The limitation of this study included that it may demonstrate a high LBP prevalence among the survey respondents, which could be attributed to convenient sampling along with our approach. It made individuals who were more willing to complete the survey those suffering from LBP. Research surveys rely on a participants’ recall when filling out the survey and thus may be prone to bias. While we attempted to survey with clear questions and lacked ambiguity, every question is always subject to individual interpretation. Another limitation was that the majority of our sample was in the age group “18–29 years,” which is probably due to high participation by medical students and residents as they are interested in health surveys. This young age group might not have much back pain compared to other age groups.
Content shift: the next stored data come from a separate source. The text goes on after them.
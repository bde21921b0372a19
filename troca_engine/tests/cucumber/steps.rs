use std::time::Duration;

use cucumber::{given, then, when};
use troca_common::Centavos;
use troca_engine::{
    db_types::{NewOffer, NewProduct, OfferStatus, OrderStatus},
    CatalogManagement,
};

use crate::cucumber::TrocaWorld;

#[given(expr = "a user named {word}")]
async fn register_user(world: &mut TrocaWorld, name: String) {
    let sys = world.system_mut();
    let email = format!("{}@example.com", name.to_lowercase());
    let user =
        sys.users.register(&name, &email, "correct horse battery staple").await.expect("Error registering user");
    sys.user_ids.insert(name, user.id);
}

#[given(expr = "{word} lists {string} in category {int} for {int} BRL")]
async fn list_product(world: &mut TrocaWorld, name: String, title: String, category: i64, price: i64) {
    let sys = world.system_mut();
    let author = sys.user(&name);
    let product =
        NewProduct::new(title.clone(), format!("Anúncio: {title}"), Centavos::from_reais(price), category, author);
    let product = sys.db.create_product(product).await.expect("Error listing product");
    sys.product_ids.insert(title, product.id);
}

#[given(expr = "{word} opens a chat with {word} about {string}")]
#[when(expr = "{word} opens a chat with {word} about {string}")]
async fn open_chat(world: &mut TrocaWorld, requester: String, seller: String, title: String) {
    let sys = world.system_mut();
    let requester = sys.user(&requester);
    let seller = sys.user(&seller);
    let product_id = sys.product(&title);
    match sys.chats.create_chat(product_id, requester, seller).await {
        Ok((chat, created)) => {
            sys.chat_id = Some(chat.id);
            sys.chat_product = Some(product_id);
            sys.chat_created = Some(created);
            sys.last_error = None;
        },
        Err(e) => sys.last_error = Some(e.to_string()),
    }
}

#[given(expr = "{word} opens chats with {word} about {int} listed products")]
async fn seed_chats(world: &mut TrocaWorld, buyer: String, seller: String, count: i64) {
    let sys = world.system_mut();
    let buyer_id = sys.user(&buyer);
    let seller_id = sys.user(&seller);
    for i in 1..=count {
        let title = format!("Produto {i}");
        let product =
            NewProduct::new(title.clone(), format!("Anúncio: {title}"), Centavos::from_reais(10), 1, seller_id);
        let product = sys.db.create_product(product).await.expect("Error listing product");
        sys.product_ids.insert(title, product.id);
        let (chat, _) = sys.chats.create_chat(product.id, buyer_id, seller_id).await.expect("Error opening chat");
        sys.chat_id = Some(chat.id);
        sys.chat_product = Some(product.id);
    }
}

#[when(expr = "{word} sends {string}")]
async fn send_message(world: &mut TrocaWorld, name: String, text: String) {
    let sys = world.system_mut();
    let user = sys.user(&name);
    let chat_id = sys.chat_id();
    match sys.chats.send_message(chat_id, user, &text).await {
        Ok(_) => sys.last_error = None,
        Err(e) => sys.last_error = Some(e.to_string()),
    }
}

#[when(expr = "{word} offers {int} BRL")]
async fn make_offer(world: &mut TrocaWorld, name: String, amount: i64) {
    let sys = world.system_mut();
    let sender = sys.user(&name);
    let offer = NewOffer::new(sys.chat_id(), sys.chat_product(), sender, Centavos::from_reais(amount));
    match sys.negotiation.make_offer(offer).await {
        Ok(offer) => {
            sys.offer_id = Some(offer.id);
            sys.last_error = None;
        },
        Err(e) => sys.last_error = Some(e.to_string()),
    }
}

#[when(expr = "{word} accepts the offer")]
async fn accept_offer(world: &mut TrocaWorld, name: String) {
    let sys = world.system_mut();
    let user = sys.user(&name);
    let offer_id = sys.offer_id();
    match sys.negotiation.accept_offer(offer_id, user).await {
        Ok((_, order)) => {
            sys.order_id = Some(order.id);
            sys.last_error = None;
        },
        Err(e) => sys.last_error = Some(e.to_string()),
    }
}

#[when(expr = "{word} declines the offer")]
async fn decline_offer(world: &mut TrocaWorld, name: String) {
    let sys = world.system_mut();
    let user = sys.user(&name);
    let offer_id = sys.offer_id();
    match sys.negotiation.decline_offer(offer_id, user).await {
        Ok(_) => sys.last_error = None,
        Err(e) => sys.last_error = Some(e.to_string()),
    }
}

#[when(expr = "{word} starts payment for the offer")]
async fn start_payment(world: &mut TrocaWorld, name: String) {
    let sys = world.system_mut();
    let user = sys.user(&name);
    let offer_id = sys.offer_id();
    match sys.negotiation.offer_for_payment(offer_id, user).await {
        Ok(_) => sys.last_error = None,
        Err(e) => sys.last_error = Some(e.to_string()),
    }
}

#[when(expr = "a payment intent {word} is attached to the offer")]
async fn attach_intent(world: &mut TrocaWorld, intent: String) {
    let sys = world.system_mut();
    let offer_id = sys.offer_id();
    match sys.negotiation.attach_payment_intent(offer_id, &intent).await {
        Ok(_) => sys.last_error = None,
        Err(e) => sys.last_error = Some(e.to_string()),
    }
}

#[when("the payment for the offer is confirmed")]
async fn confirm_payment(world: &mut TrocaWorld) {
    let sys = world.system_mut();
    let offer_id = sys.offer_id();
    match sys.negotiation.complete_payment(offer_id).await {
        Ok(_) => sys.last_error = None,
        Err(e) => sys.last_error = Some(e.to_string()),
    }
}

#[when(expr = "{word} marks the order as {word}")]
async fn mark_order(world: &mut TrocaWorld, name: String, status: String) {
    let sys = world.system_mut();
    let user = sys.user(&name);
    let order_id = sys.order_id();
    match sys.negotiation.update_order_status(order_id, user, OrderStatus::from(status)).await {
        Ok(_) => sys.last_error = None,
        Err(e) => sys.last_error = Some(e.to_string()),
    }
}

#[when(expr = "I pause for {int}ms")]
async fn pause(_world: &mut TrocaWorld, ms: u64) {
    let delay = Duration::from_millis(ms);
    tokio::time::sleep(delay).await;
}

#[then(expr = "the request is rejected with {string}")]
async fn request_rejected(world: &mut TrocaWorld, expected: String) {
    let sys = world.system();
    let err = sys.last_error.as_ref().expect("Expected the last request to fail, but it succeeded");
    assert!(err.contains(&expected), "Expected an error containing '{expected}', got '{err}'");
}

#[then("no new chat is created")]
async fn no_new_chat(world: &mut TrocaWorld) {
    let sys = world.system();
    assert_eq!(sys.chat_created, Some(false), "A new chat was created");
}

#[then(expr = "the offer status is {word}")]
async fn offer_status(world: &mut TrocaWorld, status: String) {
    let sys = world.system();
    let offer = sys
        .negotiation
        .offer_by_id(sys.offer_id())
        .await
        .expect("Error fetching offer")
        .expect("Offer does not exist");
    assert_eq!(offer.status, OfferStatus::from(status), "Offer status is incorrect");
}

#[then(expr = "the offer carries payment intent {word}")]
async fn offer_carries_intent(world: &mut TrocaWorld, intent: String) {
    let sys = world.system();
    let offer = sys
        .negotiation
        .offer_by_id(sys.offer_id())
        .await
        .expect("Error fetching offer")
        .expect("Offer does not exist");
    assert_eq!(offer.payment_intent_id.as_deref(), Some(intent.as_str()), "Payment intent is incorrect");
}

#[then(expr = "the chat has a pending offer of {int} BRL")]
async fn chat_has_pending_offer(world: &mut TrocaWorld, amount: i64) {
    let sys = world.system();
    let offer = sys
        .negotiation
        .pending_offer_for_chat(sys.chat_id())
        .await
        .expect("Error fetching pending offer")
        .expect("No pending offer in the chat");
    assert_eq!(offer.amount, Centavos::from_reais(amount), "Pending offer amount is incorrect");
}

#[then("the chat has no pending offer")]
async fn chat_has_no_pending_offer(world: &mut TrocaWorld) {
    let sys = world.system();
    let offer = sys.negotiation.pending_offer_for_chat(sys.chat_id()).await.expect("Error fetching pending offer");
    assert!(offer.is_none(), "The chat should have no pending offer");
}

#[then(expr = "an order exists with {word} as seller and {word} as purchaser for {int} BRL")]
async fn order_exists(world: &mut TrocaWorld, seller: String, purchaser: String, amount: i64) {
    let sys = world.system();
    let seller_id = sys.user(&seller);
    let purchaser_id = sys.user(&purchaser);
    let orders = sys.negotiation.orders_for_user(seller_id).await.expect("Error fetching orders");
    let amount = Centavos::from_reais(amount);
    let found = orders
        .iter()
        .any(|o| o.seller_id == seller_id && o.purchaser_id == purchaser_id && o.amount == amount);
    assert!(found, "No matching order found");
}

#[then(expr = "{word} has no orders")]
async fn no_orders(world: &mut TrocaWorld, name: String) {
    let sys = world.system();
    let user = sys.user(&name);
    let orders = sys.negotiation.orders_for_user(user).await.expect("Error fetching orders");
    assert!(orders.is_empty(), "Expected no orders, found {}", orders.len());
}

#[then(expr = "the order status is {word}")]
async fn order_status(world: &mut TrocaWorld, status: String) {
    let sys = world.system();
    let order = sys
        .negotiation
        .order_by_id(sys.order_id())
        .await
        .expect("Error fetching order")
        .expect("Order does not exist");
    assert_eq!(order.status, OrderStatus::from(status), "Order status is incorrect");
}

#[then(expr = "the chat log for {word} contains {string}")]
async fn chat_log_contains(world: &mut TrocaWorld, name: String, expected: String) {
    let sys = world.system();
    let user = sys.user(&name);
    let messages = sys.chats.messages_for_chat(sys.chat_id(), user).await.expect("Error fetching messages");
    assert!(messages.iter().any(|m| m.text == expected), "No message with text '{expected}' in the chat");
}

#[then(expr = "the chat log for {word} has {int} messages")]
async fn chat_log_count(world: &mut TrocaWorld, name: String, count: usize) {
    let sys = world.system();
    let user = sys.user(&name);
    let messages = sys.chats.messages_for_chat(sys.chat_id(), user).await.expect("Error fetching messages");
    assert_eq!(messages.len(), count, "Message count is incorrect");
}

#[then(expr = "{word} cannot read the chat")]
async fn cannot_read_chat(world: &mut TrocaWorld, name: String) {
    let sys = world.system();
    let user = sys.user(&name);
    let detail = sys.chats.chat_by_id(sys.chat_id(), user).await.expect("Error fetching chat");
    assert!(detail.is_none(), "The chat should not be visible to {name}");
}

#[then(expr = "the chat list for {word} shows {string} first")]
async fn chat_list_first(world: &mut TrocaWorld, name: String, title: String) {
    let sys = world.system();
    let user = sys.user(&name);
    let (chats, _) = sys.chats.chats_for_user(user, 1, 10).await.expect("Error fetching chat list");
    let first = chats.first().expect("Chat list is empty");
    assert_eq!(first.product.name, title, "Wrong chat at the top of the list");
}

#[then(expr = "page {int} of the chat list for {word} has {int} chats and a total of {int}")]
async fn chat_list_page(world: &mut TrocaWorld, page: i64, name: String, count: usize, total: i64) {
    let sys = world.system();
    let user = sys.user(&name);
    let (chats, total_count) = sys.chats.chats_for_user(user, page, 10).await.expect("Error fetching chat list");
    assert_eq!(chats.len(), count, "Page size is incorrect");
    assert_eq!(total_count, total, "Total chat count is incorrect");
}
Finally, this survey provided insight into the prevalence of LBP, its related risk factors, and its impact on the life quality among the citizens of Tabuk city. The future studies are needed to establish prevention programs for LBP among the general population.
CONCLUSION
The current research detected a relatively high prevalence of LBP in Tabuk (despite being slightly lower than other Saudi studies) and identified several significant risk factors. The independent risk factors included age ≥30 years, BMI ≥25 kg/m2, smoking, and the presence of comorbidities and psychological factors. Regular exercise was a protective factor against chronic LBP. The Oswestry Disability Index showed minimal disability and functional impairment.
Recommendations
We recommend increasing the awareness of family physicians and the general public regarding the magnitude of the problem of LBP and how the condition impacts individuals and everyday life activities. Also, some identified risk factors for LBP are preventable and should be controlled under medical supervision and compliance with those at-risk, such as smoking and obesity. Moreover, regular exercise should be encouraged as it is a protective factor that can reduce the risk and severity of LBP.
AUTHORS’ CONTRIBUTIONS
All authors shared the study conception as well as the study design. Material preparation, data collection and analysis were carried out by FJW, ASA, SSA, and DMA. The first draft of the manuscript was prepared by AAA, AAAA, and NAA. All authors critically reviewed and approved the final draft and are responsible for the manuscript’s content and similarity index.
ETHICAL APPROVAL
This study obtained approval from the Research Ethics Committee of the University of Tabuk, Tabuk, Saudi Arabia (Approval number: READ 0108; Date: September 15, 2020). The procedures followed in this study were in accordance with the Helsinki Declaration of 1975, as revised in 2000.
DECLARATION OF PATIENT CONSENT
The authors certify that they have obtained all appropriate patients consent forms for this survey. In the form, the patients have given their consent for their images and other clinical information to be reported in the journal. The patients understand that their names and initials will not be published and due efforts will be made to conceal their identity, but anonymity cannot be guaranteed.
CONFLICTS OF INTEREST
There are no conflicting relationships or activities.
FINANCIAL SUPPORT AND SPONSORSHIP
This study did not receive any specific grant from funding agencies in the public, commercial, or not-for-profit sectors.